After looking over each row, you can see that the 8th message is not garbage, but plain English! The cryptanalyst can deduce that the original key for this encrypted text must have been 8. This brute force would have been difficult to do back in the days of Caesars and the Roman Empire, but today we have computers that can quickly go through millions or even billions of keys in a short time. You can even write a program that can recognize when it has found a message in English, so you don't have read through all the garbage text.
Computers are very good at doing mathematics. When we create a system to translate some piece of information into numbers (such as we do with text and ASCII or with space and coordinate systems), computer programs can process these numbers very quickly and efficiently.

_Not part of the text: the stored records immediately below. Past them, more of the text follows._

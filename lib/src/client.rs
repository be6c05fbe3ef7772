use std::time::Duration;

use rand::Rng;
use reqwest::{
    header::{self, HeaderMap, HeaderName, HeaderValue},
    StatusCode,
};
use serde_json::Value;
use tokio::time::sleep;
use tracing::{debug, instrument, warn};
use url::Url;

use crate::{config::Settings, error};

const SNIPPET_LEN: usize = 100;
const RETRY_STATUSES: [StatusCode; 4] = [
    StatusCode::INTERNAL_SERVER_ERROR,
    StatusCode::BAD_GATEWAY,
    StatusCode::SERVICE_UNAVAILABLE,
    StatusCode::GATEWAY_TIMEOUT,
];

/// Something that can GET a URL and hand back the body of a usable
/// response.
#[allow(async_fn_in_trait)]
pub trait Fetch {
    async fn fetch(
        &self,
        url: &Url,
        headers: HeaderMap,
    ) -> Result<String, error::Fetch>;
}

/// The header sets requests are sent with. The upstream service only
/// answers requests that look like an in-page AJAX call, so each request
/// carries a browser User-Agent, a referer and the XMLHttpRequest marker.
#[derive(Clone, Debug)]
pub struct Identities {
    user_agents: Vec<HeaderValue>,
    referer: HeaderValue,
}

impl Identities {
    pub fn new(settings: &Settings) -> Result<Self, error::Init> {
        if settings.user_agents.is_empty() {
            return Err(error::Init::NoUserAgents);
        }
        let user_agents = settings
            .user_agents
            .iter()
            .map(|ua| {
                HeaderValue::from_str(ua)
                    .map_err(|_| error::Init::InvalidUserAgent(ua.clone()))
            })
            .collect::<Result<_, _>>()?;
        let referer =
            HeaderValue::from_str(&settings.referer).map_err(|_| {
                error::Init::InvalidReferer(settings.referer.clone())
            })?;
        Ok(Self {
            user_agents,
            referer,
        })
    }

    /// Build request headers around a User-Agent drawn from `rng`.
    pub fn pick<R: Rng + ?Sized>(&self, rng: &mut R) -> HeaderMap {
        let index = rng.random_range(0..self.user_agents.len());
        let user_agent = &self.user_agents[index];
        HeaderMap::from_iter([
            (header::USER_AGENT, user_agent.clone()),
            (
                header::ACCEPT,
                HeaderValue::from_static(
                    "application/json, text/javascript, */*; q=0.01",
                ),
            ),
            (header::REFERER, self.referer.clone()),
            (
                HeaderName::from_static("x-requested-with"),
                HeaderValue::from_static("XMLHttpRequest"),
            ),
        ])
    }
}

#[derive(Clone, Copy, Debug)]
pub struct RetryPolicy {
    pub max_retries: u32,
    pub backoff: Duration,
}

impl RetryPolicy {
    pub fn should_retry(&self, status: StatusCode, attempt: u32) -> bool {
        attempt < self.max_retries && RETRY_STATUSES.contains(&status)
    }

    /// Linear backoff: the first retry waits one factor, the second two...
    pub fn delay(&self, attempt: u32) -> Duration {
        self.backoff * attempt
    }
}

#[derive(Clone)]
pub struct Client {
    inner: reqwest::Client,
    retry: RetryPolicy,
}

impl Client {
    pub fn new(settings: &Settings) -> Result<Self, error::Init> {
        let inner = reqwest::Client::builder()
            .timeout(settings.timeout())
            .build()
            .map_err(error::Init::ClientInitialization)?;
        Ok(Self {
            inner,
            retry: RetryPolicy {
                max_retries: settings.max_retries,
                backoff: settings.backoff(),
            },
        })
    }
}

impl Fetch for Client {
    #[instrument(skip_all, err, fields(url = %url))]
    async fn fetch(
        &self,
        url: &Url,
        headers: HeaderMap,
    ) -> Result<String, error::Fetch> {
        let mut attempt = 0;
        loop {
            let response = self
                .inner
                .get(url.clone())
                .headers(headers.clone())
                .send()
                .await
                .map_err(error::Fetch::transport)?;
            let status = response.status();
            if self.retry.should_retry(status, attempt) {
                attempt += 1;
                let delay = self.retry.delay(attempt);
                warn!(
                    status = %status,
                    attempt,
                    ?delay,
                    "Server error, retrying"
                );
                sleep(delay).await;
                continue;
            }
            let body = response.text().await.map_err(error::Fetch::transport)?;
            debug!(status = %status, len = body.len(), "Got response");
            return classify(status, body);
        }
    }
}

/// Decide whether a response carries usable data. An HTML body means an
/// anti-automation page was served, whatever the status code says.
pub fn classify(
    status: StatusCode,
    body: String,
) -> Result<String, error::Fetch> {
    if body.to_lowercase().contains("<html") {
        return Err(error::Fetch::Blocked(status));
    }
    if status != StatusCode::OK {
        return Err(error::Fetch::HttpStatus {
            status,
            snippet: body.chars().take(SNIPPET_LEN).collect(),
        });
    }
    Ok(body)
}

pub fn parse_body(body: &str) -> Result<Value, error::Fetch> {
    Ok(serde_json::from_str(body)?)
}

But while our Caesar cipher program here can encrypt messages that will keep them secret from people who have to figure it out with pencil and paper, it won't keep it secret from people who know how to get computers to process information for them. (Our brute force mode proves this.) And there are other cryptographic ciphers that are so advanced that nobody knows how to decrypt the secret messages they make. (Except for the people with the key of course!)
A large part of figuring out how to write a program is figuring out how to represent the information you want to manipulate as numbers. I hope this tutorial has especially shown you how this can be done.